Without a sealer on your wood, it will get dirty, become impossible to clean and detract from it's appearance.

Ed


----------



## cabinetman (Jul 5, 2007)

joesdad said:


> You could try the water based Minwax poly. I use that if I'm clear coating small jobs in my basement. Dries fast and has no smell. On oak in warm conditions you will be able get three coats with light sanding in between in a couple hours easy.
> 
> Or try shellac or lacquer. Brush-on or spray, they stink less as well.



Ditto on that. Traditionally, drawers weren't usually finished on the inside. Maybe it never occurred to them, or maybe they didn't have forums to get advice on a finish that wouldn't be smelly.


----------



## Geoguy (Feb 22, 2008)

cabinetman said:


> Ditto on that. Traditionally, drawers weren't usually finished on the inside. Maybe it never occurred to them, or maybe they didn't have forums to get advice on a finish that wouldn't be smelly.


 
Somehow, I'm under the impression (and I can't remember where I heard or read this) that early drawers were intentionally not finished so they would slide easier - wood on wood with a little wax for lubricant (before drawer glides). I seem to remember making a table once with a small drawer that worked wood on wood. I finished everything with poly and it wouldn't slide properly untill I sanded most of the poly off the drawer bottom and the glide surfaces. Even after weeks of drying, the poly surfaces seemed to stick together a little.


----------



## pianoman (Jan 16, 2008)

Yes I think wood on wood works best for the slide. Just put a little beeswax on the parts that rub. I build a tennon track for my drawers...then plow a dado in the side of the drawers. Use no more than 1/16th" of play. Rick Also... sand the tracks to 400 grit before putting the beeswax on...works great!


----------



## jerry (Nov 1, 2006)

Unless I'm redoing a very old piece all the drawers I do are finished with shellac.

Regards

Jerry


----------



## mmwood_1 (Oct 24, 2007)

An alternate opinion: If you sand those oak drawer parts really finely, say 220 grit, and put some paste wax on, or use a buffer and beeswax on them, what would you need anything else for? After all, this is a dresser. Clean clothes are going into it, not anything oily or greasy or wet. They are closed most of the time, so how are they going to get dirty? Look at any antique dressers which have unfinished drawers. I've rarely seen any that were grease-stained, or had oil spots on them, or even dirt smudges. Except the ones my grandpa kept his tools in.

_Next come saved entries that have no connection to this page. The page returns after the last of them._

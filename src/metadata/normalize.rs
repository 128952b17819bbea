//! Mapping of scraped tags and provider responses onto [`MetadataResult`]

use crate::error::UpstreamError;
use crate::metadata::types::{DEFAULT_TYPE, MetadataResult, ProviderFields, RawTagSet};
use serde_json::Value;

const TITLE_KEYS: &[&str] = &["og:title", "twitter:title", "title"];
const DESCRIPTION_KEYS: &[&str] = &["og:description", "twitter:description", "description"];
const IMAGE_KEYS: &[&str] = &[
    "og:image",
    "og:image:url",
    "og:image:secure_url",
    "twitter:image",
    "image",
];
const TYPE_KEYS: &[&str] = &["og:type", "type"];
const URL_KEYS: &[&str] = &["og:url", "url"];

fn first_of(tags: &RawTagSet, keys: &[&str]) -> Option<String> {
    keys.iter()
        .filter_map(|key| tags.get(*key))
        .map(|value| value.trim())
        .find(|value| !value.is_empty())
        .map(str::to_string)
}

/// Build a preview from a scraped tag set.
///
/// `url` is used when the page declares no canonical URL of its own. Accepts
/// canonical (unprefixed) keys too, so feeding a result back in is a no-op.
pub fn from_tags(url: &str, tags: &RawTagSet) -> MetadataResult {
    MetadataResult {
        url: first_of(tags, URL_KEYS).unwrap_or_else(|| url.to_string()),
        title: first_of(tags, TITLE_KEYS).unwrap_or_default(),
        description: first_of(tags, DESCRIPTION_KEYS).unwrap_or_default(),
        image: first_of(tags, IMAGE_KEYS).unwrap_or_default(),
        kind: first_of(tags, TYPE_KEYS).unwrap_or_else(|| DEFAULT_TYPE.to_string()),
    }
}

fn string_field(fields: &ProviderFields, key: &str) -> Result<Option<String>, UpstreamError> {
    match fields.get(key) {
        None | Some(Value::Null) => Ok(None),
        Some(Value::String(s)) => Ok(Some(s.clone())),
        Some(other) => Err(UpstreamError::SchemaMismatch(format!(
            "expected `{}` to be a string, got {}",
            key,
            json_kind(other)
        ))),
    }
}

fn json_kind(value: &Value) -> &'static str {
    match value {
        Value::Null => "null",
        Value::Bool(_) => "boolean",
        Value::Number(_) => "number",
        Value::String(_) => "string",
        Value::Array(_) => "array",
        Value::Object(_) => "object",
    }
}

/// Build a preview from an oEmbed-style provider response.
///
/// Every field is type-checked; a field of the wrong type fails the whole
/// response with [`UpstreamError::SchemaMismatch`].
pub fn from_provider(url: &str, fields: &ProviderFields) -> Result<MetadataResult, UpstreamError> {
    if let Some(message) = string_field(fields, "error")? {
        return Err(UpstreamError::Unavailable(format!(
            "provider rejected {}: {}",
            url, message
        )));
    }

    Ok(MetadataResult {
        url: string_field(fields, "url")?.unwrap_or_else(|| url.to_string()),
        title: string_field(fields, "title")?.unwrap_or_default(),
        description: string_field(fields, "provider_name")?.unwrap_or_default(),
        image: string_field(fields, "thumbnail_url")?.unwrap_or_default(),
        kind: DEFAULT_TYPE.to_string(),
    })
}
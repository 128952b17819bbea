use crate::error::{Result, UnfurlError};
use crate::extract::NOEMBED_BASE_URL;
use crate::logging::LogFormat;
use crate::metadata::StalePolicy;
use std::net::SocketAddr;
use std::str::FromStr;
use std::time::Duration;

#[derive(Debug, Clone)]
pub struct Settings {
    pub server: ServerConfig,
    pub cache: CacheConfig,
    pub extract: ExtractConfig,
    pub log_format: LogFormat,
}

#[derive(Debug, Clone)]
pub struct ServerConfig {
    pub bind_addr: SocketAddr,
}

#[derive(Debug, Clone)]
pub struct CacheConfig {
    pub enabled: bool,
    pub ttl: Duration,
    pub stale_policy: StalePolicy,
    /// How long a stale entry is kept around before maintenance drops it
    pub stale_retention: Duration,
    pub maintenance_interval: Duration,
}

#[derive(Debug, Clone)]
pub struct ExtractConfig {
    /// Upper bound for each extraction attempt
    pub timeout: Duration,
    pub noembed_base_url: String,
    pub user_agent: String,
}

fn env_or(name: &str, default: &str) -> String {
    std::env::var(name).unwrap_or_else(|_| default.to_string())
}

fn parse_env<T: FromStr>(name: &str, default: &str) -> Result<T> {
    env_or(name, default)
        .trim()
        .parse()
        .map_err(|_| UnfurlError::Config(format!("Invalid {}", name)))
}

fn secs_env(name: &str, default: &str) -> Result<Duration> {
    parse_env::<u64>(name, default).map(Duration::from_secs)
}

pub fn load_settings() -> Result<Settings> {
    // Load .env file if present
    dotenvy::dotenv().ok();

    let server = ServerConfig {
        bind_addr: parse_env("BIND_ADDR", "0.0.0.0:8080")?,
    };

    let cache = CacheConfig {
        enabled: parse_env("CACHE_ENABLED", "true")?,
        ttl: secs_env("CACHE_TTL_SECS", "3600")?,
        stale_policy: parse_env("CACHE_STALE_POLICY", "background")?,
        stale_retention: secs_env("CACHE_STALE_RETENTION_SECS", "86400")?,
        maintenance_interval: secs_env("CACHE_MAINTENANCE_INTERVAL_SECS", "300")?,
    };
    if cache.maintenance_interval.is_zero() {
        return Err(UnfurlError::Config(
            "CACHE_MAINTENANCE_INTERVAL_SECS must be positive".to_string(),
        ));
    }

    let extract = ExtractConfig {
        timeout: secs_env("EXTRACT_TIMEOUT_SECS", "10")?,
        noembed_base_url: env_or("NOEMBED_BASE_URL", NOEMBED_BASE_URL),
        user_agent: env_or(
            "SCRAPER_USER_AGENT",
            concat!(env!("CARGO_PKG_NAME"), "/", env!("CARGO_PKG_VERSION")),
        ),
    };
    if extract.timeout.is_zero() {
        return Err(UnfurlError::Config(
            "EXTRACT_TIMEOUT_SECS must be positive".to_string(),
        ));
    }

    Ok(Settings {
        server,
        cache,
        extract,
        log_format: parse_env("LOG_FORMAT", "pretty")?,
    })
}

#[cfg(test)]
mod tests {
    use super::*;

    #[test]
    fn test_parse_env_default() {
        let ttl: Duration = secs_env("LINK_UNFURL_TEST_UNSET_TTL", "42").unwrap();
        assert_eq!(ttl, Duration::from_secs(42));

        let policy: StalePolicy = parse_env("LINK_UNFURL_TEST_UNSET_POLICY", "blocking").unwrap();
        assert_eq!(policy, StalePolicy::Blocking);
    }

    #[test]
    fn test_parse_env_invalid_default() {
        let err = parse_env::<u64>("LINK_UNFURL_TEST_UNSET_NUM", "soon").unwrap_err();
        assert!(matches!(err, UnfurlError::Config(ref m) if m == "Invalid LINK_UNFURL_TEST_UNSET_NUM"));
    }
}
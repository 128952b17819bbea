//! Link preview metadata: data model, normalization and the resolution cache
//!
//! Key features:
//! - Canonical preview schema shared by both extraction strategies
//! - Type-checked decoding of third-party provider responses
//! - TTL-based caching: 1-hour default (configurable)
//! - Single-flight: concurrent lookups of one key share a single fetch

mod cache;
pub mod normalize;
mod types;

pub use cache::{CacheStats, CacheStore, Cached, EntryState, StalePolicy};
pub use types::{
    DEFAULT_TYPE, MetadataResult, ProviderFields, RawTagSet, Resolution, ResolutionRequest,
    Resolved, Source,
};
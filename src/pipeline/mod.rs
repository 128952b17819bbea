//! Resolution pipeline: cache lookup, primary/fallback chain, normalization

mod canonical;

pub use canonical::{RequestTarget, canonicalize};

use crate::error::{ResolveError, UpstreamError};
use crate::extract::{FallbackAdapter, TagExtractor};
use crate::logging::{Timer, log_error};
use crate::metadata::{CacheStore, Resolution, ResolutionRequest, Resolved};
use std::future::Future;
use std::sync::Arc;
use std::time::Duration;

/// Run `fut`, turning an elapsed deadline into [`UpstreamError::Timeout`]
async fn bounded<T>(
    timeout: Duration,
    fut: impl Future<Output = Result<T, UpstreamError>>,
) -> Result<T, UpstreamError> {
    tokio::time::timeout(timeout, fut)
        .await
        .unwrap_or(Err(UpstreamError::Timeout(timeout)))
}

/// Primary then fallback, each attempt bounded by `timeout`
#[derive(Clone)]
struct ExtractionChain {
    primary: Arc<dyn TagExtractor>,
    fallback: FallbackAdapter,
    timeout: Duration,
}

impl ExtractionChain {
    async fn run(self, url: String, raw: bool) -> Result<Resolved, ResolveError> {
        let primary_err = match bounded(self.timeout, self.primary.extract(&url)).await {
            Ok(tags) => return Ok(Resolved::from_tags(&url, tags)),
            Err(e) => e,
        };
        tracing::warn!(url = %url, error = %primary_err, "Primary extraction failed");

        if raw {
            return Err(ResolveError::RawUnsupportedOnFallback {
                cause: primary_err.to_string(),
            });
        }

        match bounded(self.timeout, self.fallback.fetch(&url)).await {
            Ok(metadata) => {
                tracing::info!(url = %url, "Returning embed provider data instead");
                Ok(Resolved::from_embed(metadata))
            }
            Err(fallback_err) => Err(ResolveError::ExtractionFailed {
                primary: primary_err.to_string(),
                fallback: fallback_err.to_string(),
            }),
        }
    }
}

/// Single entry point used by the request layer
pub struct ResolutionPipeline {
    cache: Arc<CacheStore<Resolved>>,
    chain: ExtractionChain,
    cache_enabled: bool,
}

impl ResolutionPipeline {
    pub fn new(
        cache: Arc<CacheStore<Resolved>>,
        primary: Arc<dyn TagExtractor>,
        fallback: FallbackAdapter,
        timeout: Duration,
    ) -> Self {
        Self {
            cache,
            chain: ExtractionChain {
                primary,
                fallback,
                timeout,
            },
            cache_enabled: true,
        }
    }

    /// With caching disabled every request runs the chain itself
    pub fn with_cache_enabled(mut self, enabled: bool) -> Self {
        self.cache_enabled = enabled;
        self
    }

    pub fn cache(&self) -> &Arc<CacheStore<Resolved>> {
        &self.cache
    }

    pub async fn resolve(&self, req: &ResolutionRequest) -> Result<Resolution, ResolveError> {
        let _timer = Timer::new("resolve");

        let target = canonicalize(&req.url)
            .inspect_err(|e| tracing::debug!(url = %req.url, error = %e, "Rejected request"))?;

        let mut outcome = self.load(&target, req.raw, req.force_refresh).await;

        // A raw leader skips the fallback, so a normal request that joined its
        // flight has to run the full chain on its own.
        if !req.raw && is_raw_refusal(&outcome) {
            tracing::debug!(key = %target.key, "Joined a raw-only fetch, resolving again");
            outcome = self.load(&target, false, req.force_refresh).await;
            if is_raw_refusal(&outcome) {
                outcome = self.chain.clone().run(target.url.to_string(), false).await;
            }
        }
        let resolved = outcome.inspect_err(|e| log_error("resolve", e))?;

        if !req.raw {
            return Ok(Resolution::Metadata(resolved.metadata));
        }

        match resolved.tags {
            Some(tags) => Ok(Resolution::Raw(tags)),
            None => Err(ResolveError::RawUnsupportedOnFallback {
                cause: format!("preview for {} came from the embed provider", target.key),
            }),
        }
    }

    async fn load(
        &self,
        target: &RequestTarget,
        raw: bool,
        force_refresh: bool,
    ) -> Result<Resolved, ResolveError> {
        let fetch = {
            let chain = self.chain.clone();
            let url = target.url.to_string();
            move || chain.run(url, raw)
        };

        if self.cache_enabled {
            self.cache.resolve(&target.key, fetch, force_refresh).await
        } else {
            fetch().await
        }
    }
}

fn is_raw_refusal(outcome: &Result<Resolved, ResolveError>) -> bool {
    matches!(outcome, Err(ResolveError::RawUnsupportedOnFallback { .. }))
}
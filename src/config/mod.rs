mod settings;

pub use settings::{CacheConfig, ExtractConfig, ServerConfig, Settings, load_settings};
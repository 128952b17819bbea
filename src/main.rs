use link_unfurl::config::{Settings, load_settings};
use link_unfurl::error::{Result, UnfurlError};
use link_unfurl::extract::{FallbackAdapter, HtmlTagScraper, NoembedClient};
use link_unfurl::logging::init_tracing;
use link_unfurl::metadata::{CacheStore, Resolved};
use link_unfurl::pipeline::ResolutionPipeline;
use link_unfurl::server::{AppContext, create_router};
use std::sync::Arc;
use std::time::Duration;
use tokio::net::TcpListener;
use tokio::signal;

#[tokio::main]
async fn main() -> Result<()> {
    // Settings come first so LOG_FORMAT can pick the subscriber
    let settings = load_settings()?;
    init_tracing(settings.log_format);

    tracing::info!("🚀 Starting link unfurl service");
    tracing::debug!(
        "Config: ttl={:?}, stale_policy={:?}, timeout={:?}, noembed={}",
        settings.cache.ttl,
        settings.cache.stale_policy,
        settings.extract.timeout,
        settings.extract.noembed_base_url
    );

    let pipeline = Arc::new(build_pipeline(&settings)?);
    tracing::info!(
        cache_enabled = settings.cache.enabled,
        "✅ Resolution pipeline initialized"
    );

    let maintenance = tokio::spawn(run_maintenance(
        pipeline.cache().clone(),
        settings.cache.maintenance_interval,
        settings.cache.stale_retention,
    ));

    let listener = TcpListener::bind(settings.server.bind_addr).await?;
    tracing::info!(addr = %settings.server.bind_addr, "Listening for preview requests");

    let app = create_router(AppContext::new(pipeline));
    let result = axum::serve(listener, app)
        .with_graceful_shutdown(async {
            let signal_name = setup_shutdown_handler().await;
            tracing::info!(
                signal = %signal_name,
                "Received shutdown signal, initiating graceful shutdown"
            );
        })
        .await;

    maintenance.abort();
    tracing::info!("Application shutdown sequence complete");
    result.map_err(UnfurlError::from)
}

fn build_pipeline(settings: &Settings) -> Result<ResolutionPipeline> {
    let client = reqwest::Client::builder()
        .user_agent(settings.extract.user_agent.as_str())
        .timeout(settings.extract.timeout)
        .build()?;

    let scraper = Arc::new(HtmlTagScraper::new(client.clone()));
    let provider = Arc::new(NoembedClient::with_base_url(
        client,
        settings.extract.noembed_base_url.clone(),
    ));
    let cache: Arc<CacheStore<Resolved>> = Arc::new(CacheStore::with_policy(
        settings.cache.ttl,
        settings.cache.stale_policy,
    ));

    Ok(ResolutionPipeline::new(
        cache,
        scraper,
        FallbackAdapter::new(provider),
        settings.extract.timeout,
    )
    .with_cache_enabled(settings.cache.enabled))
}

/// Periodically drop long-expired entries and report cache counters
async fn run_maintenance(
    cache: Arc<CacheStore<Resolved>>,
    interval: Duration,
    retention: Duration,
) {
    let mut ticker = tokio::time::interval(interval);
    // First tick completes immediately
    ticker.tick().await;

    loop {
        ticker.tick().await;
        let removed = cache.cleanup_stale(retention);
        if removed > 0 {
            tracing::debug!(removed = removed, "Dropped stale cache entries");
        }
        cache.log_stats();
    }
}

/// Wait for SIGINT, SIGTERM or SIGQUIT (Ctrl+C elsewhere)
async fn setup_shutdown_handler() -> String {
    #[cfg(unix)]
    {
        use signal::unix::{SignalKind, signal};

        let handlers = (
            signal(SignalKind::interrupt()),
            signal(SignalKind::terminate()),
            signal(SignalKind::quit()),
        );

        match handlers {
            (Ok(mut sigint), Ok(mut sigterm), Ok(mut sigquit)) => tokio::select! {
                _ = sigint.recv() => "SIGINT (Ctrl+C)".to_string(),
                _ = sigterm.recv() => "SIGTERM".to_string(),
                _ = sigquit.recv() => "SIGQUIT".to_string(),
            },
            _ => {
                tracing::warn!("Failed to install unix signal handlers, using Ctrl+C only");
                wait_for_ctrl_c().await
            }
        }
    }

    #[cfg(not(unix))]
    {
        wait_for_ctrl_c().await
    }
}

async fn wait_for_ctrl_c() -> String {
    if let Err(e) = signal::ctrl_c().await {
        tracing::error!(error = %e, "Failed to listen for Ctrl+C");
        std::future::pending::<()>().await;
    }
    "Ctrl+C".to_string()
}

Dust can work into the pores over time, but fine sanding and a waxing can make cleaning easy. I had antique wood dressers which had been done just so, and they never got dirty or anything else.


----------



## pickngrin (May 23, 2008)

I'll have to test some laquer then,,,,test a piece...yeah, I have some peices from the 40"s / 50s...stuff handed down through the family, no finish in the drawers...They seem OK to me...but its not real well made furnature either.


----------